There are some fantastic adverts around just now - witty, surreal, moving - which can make you smile or shake your head in wonder or astonishment. Truly a good advert, from the most inspired Guinness commercial to the strangely compelling twin athletes of 118-118, is a thing of beauty and a joy forever.
But as we become ever more media-savvy, a kind of consumer arms race is taking place as marketeers escalate their arsenal of devices for getting the message across. No part of the public realm is considered a no-go zone for so-called ambient advertising. Aircraft gangways are sponsored by HSBC while the first class seats on the Heathrow Express are emblazoned with Royal Bank of Scotland logos.
The hackney's traditional black bodywork has given way to corporate artwork, while passengers who take a trip in a Renfrewshire Council airport taxi are now subjected to video adverts transmitted from a fice-inch screen on the back of the driver's seat.
Replica football shirts have turned fans into sandwich board men for beer and cars. Even the night sky is the subject of a custody battle between those who think it should feature ursa major and the plough and those who see it as the mother of all hoardings.
So we're getting used to every free surface being used as a billboard, but now the trend has taken an even more insidious turn. Last week the Portman Group revealed that it was launching a talking posters campaign in pub toilets across the country, aimed at discouraging excessive drinking. Never mind the aim, these preachy, nanny-state ads have invaded one of the last few private spaces available in a frenetic, wired world. At least they provide an alternative to Washroom Media Network (you heard right) which has just installed 150,000 hand driers with digital screens in public toilets across the UK. It doesn't even stop there. John Lewis Group is proud to announce new whispering windows in its storefronts. Based on US naval technology, messages and music can be transmitted through plate-glass windows to passers-by on the street.

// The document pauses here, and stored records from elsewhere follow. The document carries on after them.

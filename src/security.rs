use argon2::{
    password_hash::{PasswordHash, PasswordHasher, PasswordVerifier, SaltString},
    Argon2,
};
use hmac::{Hmac, Mac};
use rand_core::OsRng;
use sha2::{Digest, Sha256};

use crate::models::Role;

type HmacSha256 = Hmac<Sha256>;

// =============================================================================
// Password Hashing
// =============================================================================

/// Hash a password with Argon2id and a fresh random salt
///
/// Returns the PHC string (`$argon2id$v=19$...`) which embeds salt and params.
pub fn hash_password(password: &str) -> Result<String, String> {
    let salt = SaltString::generate(&mut OsRng);
    Argon2::default()
        .hash_password(password.as_bytes(), &salt)
        .map(|hash| hash.to_string())
        .map_err(|e| e.to_string())
}

/// Outcome of checking a candidate password against a stored value
#[derive(Debug, Clone, Copy, PartialEq, Eq)]
pub enum PasswordCheck {
    Valid,
    /// Matched a plaintext value left over from before hashing; caller should rehash
    ValidLegacy,
    Invalid,
}

/// Verify a password against a stored Argon2 hash
///
/// Rows created before hashing was introduced hold the plaintext password.
/// Those are compared in constant time and reported as `ValidLegacy` so the
/// login path can upgrade them.
pub fn verify_password(stored: &str, candidate: &str) -> PasswordCheck {
    match PasswordHash::new(stored) {
        Ok(parsed) => {
            if Argon2::default()
                .verify_password(candidate.as_bytes(), &parsed)
                .is_ok()
            {
                PasswordCheck::Valid
            } else {
                PasswordCheck::Invalid
            }
        }
        Err(_) => {
            if constant_time_eq(stored, candidate) {
                PasswordCheck::ValidLegacy
            } else {
                PasswordCheck::Invalid
            }
        }
    }
}

// =============================================================================
// Session Tokens
// =============================================================================

/// Claims carried by a session token
#[derive(Debug, Clone, PartialEq, Eq)]
pub struct Session {
    pub user_id: i64,
    pub role: Role,
    pub expires_at: i64,
}

fn sign(payload: &str, secret: &str) -> Option<String> {
    let mut mac = match HmacSha256::new_from_slice(secret.as_bytes()) {
        Ok(m) => m,
        Err(_) => {
            tracing::error!("Failed to create HMAC instance");
            return None;
        }
    };
    mac.update(payload.as_bytes());
    Some(hex::encode(mac.finalize().into_bytes()))
}

/// Issue a session token of the form `<user_id>.<role>.<expires_at>.<hmac>`
///
/// The HMAC-SHA256 signature covers everything before the last dot.
pub fn issue_session_token(
    user_id: i64,
    role: Role,
    secret: &str,
    ttl_secs: i64,
) -> Option<String> {
    let expires_at = chrono::Utc::now().timestamp() + ttl_secs;
    let payload = format!("{}.{}.{}", user_id, role.as_str(), expires_at);
    let signature = sign(&payload, secret)?;
    Some(format!("{}.{}", payload, signature))
}

/// Verify a session token's signature and expiry
///
/// Returns `None` for malformed, tampered or expired tokens.
pub fn verify_session_token(token: &str, secret: &str) -> Option<Session> {
    let (payload, signature) = token.rsplit_once('.')?;

    let mut mac = HmacSha256::new_from_slice(secret.as_bytes()).ok()?;
    mac.update(payload.as_bytes());
    let sig_bytes = match hex::decode(signature) {
        Ok(bytes) => bytes,
        Err(_) => {
            tracing::warn!("Invalid hex signature format in session token");
            return None;
        }
    };
    if mac.verify_slice(&sig_bytes).is_err() {
        tracing::warn!("Session token signature mismatch");
        return None;
    }

    let mut parts = payload.splitn(3, '.');
    let user_id = parts.next()?.parse().ok()?;
    let role = Role::parse(parts.next()?)?;
    let expires_at: i64 = parts.next()?.parse().ok()?;

    if expires_at <= chrono::Utc::now().timestamp() {
        tracing::debug!("Session token expired for user {}", user_id);
        return None;
    }

    Some(Session {
        user_id,
        role,
        expires_at,
    })
}

// =============================================================================
// Key Comparison
// =============================================================================

/// Compare two secrets without short-circuiting on the first differing byte
///
/// Both sides are hashed first so the comparison length does not leak either.
pub fn constant_time_eq(a: &str, b: &str) -> bool {
    let left = Sha256::digest(a.as_bytes());
    let right = Sha256::digest(b.as_bytes());
    left.iter()
        .zip(right.iter())
        .fold(0u8, |acc, (x, y)| acc | (x ^ y))
        == 0
}

#[cfg(test)]
mod tests {
    use super::*;

    const SECRET: &str = "test-session-secret";

    // =========================================================================
    // Password Tests
    // =========================================================================

    #[test]
    fn test_hash_and_verify_password() {
        let hash = hash_password("hunter22").unwrap();

        assert!(hash.starts_with("$argon2"));
        assert_eq!(verify_password(&hash, "hunter22"), PasswordCheck::Valid);
        assert_eq!(verify_password(&hash, "hunter23"), PasswordCheck::Invalid);
    }

    #[test]
    fn test_hash_is_salted() {
        let first = hash_password("same-password").unwrap();
        let second = hash_password("same-password").unwrap();

        assert_ne!(first, second);
    }

    #[test]
    fn test_verify_legacy_plaintext() {
        assert_eq!(
            verify_password("plain-pass", "plain-pass"),
            PasswordCheck::ValidLegacy
        );
        assert_eq!(
            verify_password("plain-pass", "other"),
            PasswordCheck::Invalid
        );
    }

    // =========================================================================
    // Session Token Tests
    // =========================================================================

    #[test]
    fn test_session_token_round_trip() {
        let token = issue_session_token(42, Role::Volunteer, SECRET, 60).unwrap();
        let session = verify_session_token(&token, SECRET).unwrap();

        assert_eq!(session.user_id, 42);
        assert_eq!(session.role, Role::Volunteer);
    }

    #[test]
    fn test_session_token_wrong_secret() {
        let token = issue_session_token(42, Role::Requester, SECRET, 60).unwrap();

        assert!(verify_session_token(&token, "another-secret").is_none());
    }

    #[test]
    fn test_session_token_tampered_role() {
        let token = issue_session_token(42, Role::Requester, SECRET, 60).unwrap();
        let tampered = token.replacen("requester", "volunteer", 1);

        assert!(verify_session_token(&tampered, SECRET).is_none());
    }

    #[test]
    fn test_session_token_expired() {
        let token = issue_session_token(42, Role::Requester, SECRET, -1).unwrap();

        assert!(verify_session_token(&token, SECRET).is_none());
    }

    #[test]
    fn test_session_token_garbage() {
        assert!(verify_session_token("", SECRET).is_none());
        assert!(verify_session_token("not-a-token", SECRET).is_none());
        assert!(verify_session_token("1.requester.99.zz", SECRET).is_none());
    }

    #[test]
    fn test_constant_time_eq() {
        assert!(constant_time_eq("admin-key", "admin-key"));
        assert!(!constant_time_eq("admin-key", "admin-kez"));
        assert!(!constant_time_eq("admin-key", ""));
    }
}
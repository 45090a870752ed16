use sqlx::sqlite::{SqliteConnectOptions, SqliteJournalMode, SqlitePool, SqlitePoolOptions};
use std::path::Path;
use std::time::Duration;

/// Create a SQLite connection pool for the database file at `path`
///
/// The file is created if missing. WAL mode lets readers proceed while a
/// writer holds the lock; the busy timeout covers short writer contention.
pub async fn create_pool(path: &Path) -> Result<SqlitePool, sqlx::Error> {
    tracing::info!("Creating database connection pool...");

    let options = SqliteConnectOptions::new()
        .filename(path)
        .create_if_missing(true)
        .journal_mode(SqliteJournalMode::Wal)
        .busy_timeout(Duration::from_secs(5));

    let pool = SqlitePoolOptions::new()
        .max_connections(5)
        .min_connections(1)
        .acquire_timeout(Duration::from_secs(10))
        .idle_timeout(Duration::from_secs(600))
        .max_lifetime(Duration::from_secs(1800))
        .connect_with(options)
        .await?;

    tracing::info!("Database connection pool created successfully");

    Ok(pool)
}
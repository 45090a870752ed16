use axum::extract::{
    rejection::PathRejection, FromRequest, FromRequestParts,
};

use crate::error::AppError;

/// JSON body extractor whose rejections render as `{message}` with status 400
#[derive(FromRequest)]
#[from_request(via(axum::Json), rejection(AppError))]
pub struct ApiJson<T>(pub T);

/// Path extractor whose rejections render as 404 `{message}`
///
/// A non-numeric id can never name a request.
#[derive(FromRequestParts)]
#[from_request(via(axum::extract::Path), rejection(AppError))]
pub struct ApiPath<T>(pub T);

impl From<PathRejection> for AppError {
    fn from(rejection: PathRejection) -> Self {
        tracing::debug!("Rejected path: {}", rejection.body_text());
        AppError::NotFound("Not found".to_string())
    }
}

/// Extract the token from an `Authorization: Bearer <token>` header value
pub fn bearer_token(header: Option<&str>) -> Option<&str> {
    header?
        .strip_prefix("Bearer ")
        .map(str::trim)
        .filter(|t| !t.is_empty())
}
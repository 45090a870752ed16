//! New-request alerts: message formatting, best-effort fan-out, and the
//! background worker that keeps delivery off the request path.

use std::sync::Arc;

use tokio::sync::mpsc::{self, error::TrySendError};
use tokio::task::JoinHandle;

use super::messaging::MessageSender;

/// Details of a newly created request, as sent to volunteers
#[derive(Debug, Clone, PartialEq)]
pub struct Alert {
    pub resource: String,
    pub address: String,
    pub phone: String,
    pub time: String,
}

pub fn format_alert(alert: &Alert) -> String {
    format!(
        "⚠️ New {} request received!\nLocation: {}\nPhone: {}\nTime: {}",
        alert.resource, alert.address, alert.phone, alert.time
    )
}

#[derive(Debug, Clone, Copy, Default, PartialEq, Eq)]
pub struct DeliveryReport {
    pub sent: usize,
    pub failed: usize,
}

/// Sends each alert to every configured recipient independently
pub struct NotificationDispatcher {
    sender: Arc<dyn MessageSender>,
    recipients: Vec<String>,
}

impl NotificationDispatcher {
    pub fn new(sender: Arc<dyn MessageSender>, recipients: Vec<String>) -> Self {
        Self { sender, recipients }
    }

    /// Deliver to all recipients; one failure never stops the rest
    pub async fn notify(&self, alert: &Alert) -> DeliveryReport {
        let body = format_alert(alert);
        let mut report = DeliveryReport::default();

        for recipient in &self.recipients {
            match self.sender.send(recipient, &body).await {
                Ok(id) => {
                    tracing::info!("Alert sent to {}: {}", recipient, id);
                    report.sent += 1;
                }
                Err(e) => {
                    tracing::warn!("Failed to send alert to {}: {}", recipient, e);
                    report.failed += 1;
                }
            }
        }

        report
    }
}

/// Handle for enqueueing alerts to the background worker
#[derive(Clone, Debug)]
pub struct AlertQueue {
    tx: mpsc::Sender<Alert>,
}

impl AlertQueue {
    /// Start the worker task; it exits once every queue handle is dropped
    pub fn spawn(dispatcher: NotificationDispatcher, capacity: usize) -> (Self, JoinHandle<()>) {
        let (tx, mut rx) = mpsc::channel::<Alert>(capacity);

        let worker = tokio::spawn(async move {
            while let Some(alert) = rx.recv().await {
                let report = dispatcher.notify(&alert).await;
                tracing::debug!(
                    "Alert for {} request processed: {} sent, {} failed",
                    alert.resource,
                    report.sent,
                    report.failed
                );
            }
            tracing::info!("Alert worker stopped");
        });

        (Self { tx }, worker)
    }

    /// Hand an alert to the worker without waiting
    ///
    /// Returns false (after logging) if the queue is full or the worker is gone.
    pub fn enqueue(&self, alert: Alert) -> bool {
        match self.tx.try_send(alert) {
            Ok(()) => true,
            Err(TrySendError::Full(alert)) => {
                tracing::warn!("Alert queue full; dropping alert for {} request", alert.resource);
                false
            }
            Err(TrySendError::Closed(alert)) => {
                tracing::error!("Alert worker not running; dropping alert for {} request", alert.resource);
                false
            }
        }
    }
}
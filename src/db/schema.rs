use sqlx::SqliteConnection;

const CREATE_USERS: &str = "CREATE TABLE IF NOT EXISTS users (
    id INTEGER PRIMARY KEY AUTOINCREMENT,
    name TEXT, phone TEXT, email TEXT UNIQUE, password TEXT)";

const CREATE_REQUESTS: &str = "CREATE TABLE IF NOT EXISTS requests (
    id INTEGER PRIMARY KEY AUTOINCREMENT,
    phone TEXT,
    resource TEXT,
    address TEXT,
    time TEXT)";

const CREATE_HELPERS: &str = "CREATE TABLE IF NOT EXISTS helpers (
    id INTEGER PRIMARY KEY AUTOINCREMENT,
    name TEXT,
    phone TEXT,
    latitude REAL,
    longitude REAL,
    request_id INTEGER)";

/// Columns added after the first release, applied only when missing
const ADDITIVE_COLUMNS: &[(&str, &str, &str)] = &[
    ("requests", "latitude", "REAL"),
    ("requests", "longitude", "REAL"),
    ("requests", "status", "TEXT DEFAULT 'Pending'"),
    ("users", "role", "TEXT DEFAULT 'requester'"),
];

/// Create missing tables and apply additive column migrations
///
/// Never drops or rewrites existing data, so an older database file can be
/// opened in place.
pub async fn initialize(conn: &mut SqliteConnection) -> Result<(), sqlx::Error> {
    for ddl in [CREATE_USERS, CREATE_REQUESTS, CREATE_HELPERS] {
        sqlx::query(ddl).execute(&mut *conn).await?;
    }

    for (table, column, definition) in ADDITIVE_COLUMNS {
        let existing = column_names(conn, table).await?;
        if !existing.iter().any(|c| c == column) {
            tracing::info!("Migrating {}: adding column {}", table, column);
            let ddl = format!("ALTER TABLE {} ADD COLUMN {} {}", table, column, definition);
            sqlx::query(&ddl).execute(&mut *conn).await?;
        }
    }

    Ok(())
}

async fn column_names(conn: &mut SqliteConnection, table: &str) -> Result<Vec<String>, sqlx::Error> {
    sqlx::query_scalar::<_, String>("SELECT name FROM pragma_table_info(?1)")
        .bind(table)
        .fetch_all(&mut *conn)
        .await
}

#[cfg(test)]
mod tests {
    use super::*;
    use sqlx::Connection;

    #[tokio::test]
    async fn test_initialize_migrates_legacy_requests_table() {
        let mut conn = SqliteConnection::connect("sqlite::memory:").await.unwrap();

        // Layout of a database created before coordinates and status existed
        sqlx::query(CREATE_REQUESTS).execute(&mut conn).await.unwrap();
        sqlx::query(
            "INSERT INTO requests (phone, resource, address, time) VALUES ('+9199', 'Food', 'Old Town', '2024-01-01 09:00:00')",
        )
        .execute(&mut conn)
        .await
        .unwrap();

        initialize(&mut conn).await.unwrap();

        let columns = column_names(&mut conn, "requests").await.unwrap();
        for expected in ["latitude", "longitude", "status"] {
            assert!(columns.iter().any(|c| c == expected), "missing {}", expected);
        }

        let (resource, status, latitude): (String, String, Option<f64>) =
            sqlx::query_as("SELECT resource, status, latitude FROM requests")
                .fetch_one(&mut conn)
                .await
                .unwrap();
        assert_eq!(resource, "Food");
        assert_eq!(status, "Pending");
        assert!(latitude.is_none());
    }

    #[tokio::test]
    async fn test_initialize_is_idempotent() {
        let mut conn = SqliteConnection::connect("sqlite::memory:").await.unwrap();

        initialize(&mut conn).await.unwrap();
        initialize(&mut conn).await.unwrap();

        let columns = column_names(&mut conn, "users").await.unwrap();
        assert_eq!(columns.iter().filter(|c| c.as_str() == "role").count(), 1);
    }
}
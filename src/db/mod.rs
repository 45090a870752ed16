pub mod helpers;
pub mod pool;
pub mod requests;
pub mod schema;
pub mod users;

use sqlx::pool::PoolConnection;
use sqlx::{Sqlite, SqlitePool};
use std::path::Path;

pub use pool::create_pool;

/// Store handle shared by all operations
///
/// Cloning is cheap (the pool is reference counted). Every query method
/// acquires its own connection and returns it to the pool when the guard
/// drops, on success and error paths alike.
#[derive(Clone, Debug)]
pub struct Store {
    pool: SqlitePool,
}

impl Store {
    pub fn new(pool: SqlitePool) -> Self {
        Self { pool }
    }

    pub fn pool(&self) -> &SqlitePool {
        &self.pool
    }

    pub(crate) async fn conn(&self) -> Result<PoolConnection<Sqlite>, sqlx::Error> {
        self.pool.acquire().await
    }

    /// Check that a connection can be acquired and used
    pub async fn ping(&self) -> bool {
        let result = async {
            let mut conn = self.conn().await?;
            sqlx::query("SELECT 1").execute(&mut *conn).await
        }
        .await;

        match result {
            Ok(_) => true,
            Err(e) => {
                tracing::error!("Database health check failed: {:?}", e);
                false
            }
        }
    }
}

/// Open or create the SQLite database at the given path
///
/// Creates all required tables on first run and applies additive migrations.
pub async fn open_store(path: impl AsRef<Path>) -> Result<Store, sqlx::Error> {
    let path = path.as_ref();
    tracing::info!("Opening database at: {:?}", path);

    // Create parent directory if it doesn't exist
    if let Some(parent) = path.parent() {
        if !parent.as_os_str().is_empty() && !parent.exists() {
            std::fs::create_dir_all(parent).map_err(|e| {
                tracing::error!("Failed to create database directory: {}", e);
                sqlx::Error::Io(e)
            })?;
        }
    }

    let pool = create_pool(path).await?;

    {
        let mut conn = pool.acquire().await?;
        schema::initialize(&mut conn).await?;
    }

    tracing::info!("Database initialized successfully");

    Ok(Store::new(pool))
}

We are moving ever closer to the nightmare envisaged by Ray Bradbury half a century ago in his classic novel Fahrenheit 451. In one memorable scene the hero, Montag, stumbles from a subway train, unable to form a thought against the incessant jingle for Denham's Dentifrice pounding in his ears from the train's radio system. His is a world enslaved by a media which cannot be turned off. A world of 200' billboards and wall-sized TV screens showing interactive soap operas where the populace have miniature headsets plugged into their ears 24 hours a day providing a relentless stream of info-tainment, advertising and music.
But hey, whispering windows and talking posters are nothing to worry about. They're just the next stage in creating our consumer utopia. No need to take offence.